母親の肥満は子の大腸がんリスクか
Maternal obesity, pregnancy weight gain, and birth weight and risk of colorectal cancer
背景
肥満は大腸がんのリスク因子であり、胎児期・幼小児期の肥満も成人後の大腸がん発症への影響が示唆されている。
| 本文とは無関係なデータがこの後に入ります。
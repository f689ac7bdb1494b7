//! In-process implementation of [`SharedStore`].

use std::sync::atomic::{AtomicU64, Ordering};

use async_trait::async_trait;
use dashmap::mapref::entry::Entry;
use dashmap::DashMap;
use tracing::trace;

use super::{SharedStore, StoreEntry, StoreError, Version};

/// A versioned store held in memory and shared through an `Arc`.
///
/// Versions come from a single counter for the whole store, so a key that is
/// deleted and recreated never hands out a version an old reader still holds.
#[derive(Debug, Default)]
pub struct InMemoryStore {
    entries: DashMap<String, StoreEntry>,
    next_version: AtomicU64,
}

impl InMemoryStore {
    /// Create an empty store.
    pub fn new() -> Self {
        Self::default()
    }

    /// Number of keys currently held.
    pub fn len(&self) -> usize {
        self.entries.len()
    }

    /// Whether the store holds no keys.
    pub fn is_empty(&self) -> bool {
        self.entries.is_empty()
    }

    /// Whether a key is present.
    pub fn contains_key(&self, key: &str) -> bool {
        self.entries.contains_key(key)
    }

    fn bump_version(&self) -> Version {
        Version::new(self.next_version.fetch_add(1, Ordering::Relaxed) + 1)
    }
}

#[async_trait]
impl SharedStore for InMemoryStore {
    async fn get(&self, key: &str) -> Result<Option<StoreEntry>, StoreError> {
        Ok(self.entries.get(key).map(|entry| entry.value().clone()))
    }

    async fn set(
        &self,
        key: &str,
        value: &[u8],
        expected: Option<Version>,
    ) -> Result<(), StoreError> {
        // The entry guard holds the shard lock, so the check and the write are atomic.
        match self.entries.entry(key.to_string()) {
            Entry::Occupied(mut occupied) => {
                if let Some(expected) = expected {
                    if occupied.get().version != expected {
                        trace!(key, "version mismatch");
                        return Err(StoreError::CasMismatch(key.to_string()));
                    }
                }
                let version = self.bump_version();
                occupied.insert(StoreEntry {
                    value: value.to_vec(),
                    version,
                });
            }
            Entry::Vacant(vacant) => {
                if expected.is_some() {
                    return Err(StoreError::CasMismatch(key.to_string()));
                }
                let version = self.bump_version();
                vacant.insert(StoreEntry {
                    value: value.to_vec(),
                    version,
                });
            }
        }
        Ok(())
    }

    async fn delete(&self, key: &str) -> Result<(), StoreError> {
        self.entries.remove(key);
        Ok(())
    }
}
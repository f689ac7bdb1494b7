//! Wall-clock sources for refill scheduling.
//!
//! Refill markers are compared across workers, so every worker must read the
//! same timeline. That rules out a monotonic `Instant`; the production clock
//! reads nanoseconds since the Unix epoch.

use std::sync::atomic::{AtomicI64, Ordering};
use std::time::{Duration, SystemTime, UNIX_EPOCH};

/// Clock abstraction so refill timing can be driven by hand in tests.
pub trait Clock: Send + Sync + std::fmt::Debug {
    /// Nanoseconds since the Unix epoch.
    fn now_nanos(&self) -> i64;
}

/// Clock backed by `SystemTime::now()`.
#[derive(Debug, Clone, Copy, Default)]
pub struct SystemClock;

impl Clock for SystemClock {
    fn now_nanos(&self) -> i64 {
        SystemTime::now()
            .duration_since(UNIX_EPOCH)
            .map(|elapsed| i64::try_from(elapsed.as_nanos()).unwrap_or(i64::MAX))
            .unwrap_or(0)
    }
}

/// Clock that only moves when told to.
#[derive(Debug, Default)]
pub struct ManualClock {
    nanos: AtomicI64,
}

impl ManualClock {
    /// Create a clock reading `nanos`.
    pub fn new(nanos: i64) -> Self {
        Self {
            nanos: AtomicI64::new(nanos),
        }
    }

    /// Move the clock forward.
    pub fn advance(&self, by: Duration) {
        let by = i64::try_from(by.as_nanos()).unwrap_or(i64::MAX);
        self.nanos.fetch_add(by, Ordering::SeqCst);
    }

    /// Jump to an absolute reading.
    pub fn set(&self, nanos: i64) {
        self.nanos.store(nanos, Ordering::SeqCst);
    }
}

impl Clock for ManualClock {
    fn now_nanos(&self) -> i64 {
        self.nanos.load(Ordering::SeqCst)
    }
}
University of Texas Health Science Center at HoustonのMurphyらは、カリフォルニア州オークランドで1959〜1966年に周産期医療を受けた女性の前向コホートChild Health and Development Studiesにおいて、母親(n=14,507)の肥満、妊娠中の体重増加、出生時体重と子(n=18,751)の成人後の大腸がんとの関連を検証した。
結論
738,048人年のフォローアップ期間中に68件の大腸がん診断があり、半数は50歳未満でも診断であった。母親の肥満(BMIが30以上)はこの大腸がんリスクを増加させた(調整ハザード比2.51)。妊娠中の総体重増加は妊娠初期の体重増加率との関連に影響しており(相互作用による相対過剰リスク-4.37)、妊娠初期と後期の不一致がリスクを高めることが示唆された。出生時体重もリスクの増加と関連した(4000 g以上でハザード比1.95)。
評価
妊娠中のイベントが胎児の成人後の大腸がんリスクに関連することを示唆した。近年アメリカなどで増加している早期発症大腸がんに関する説明因子として注目される。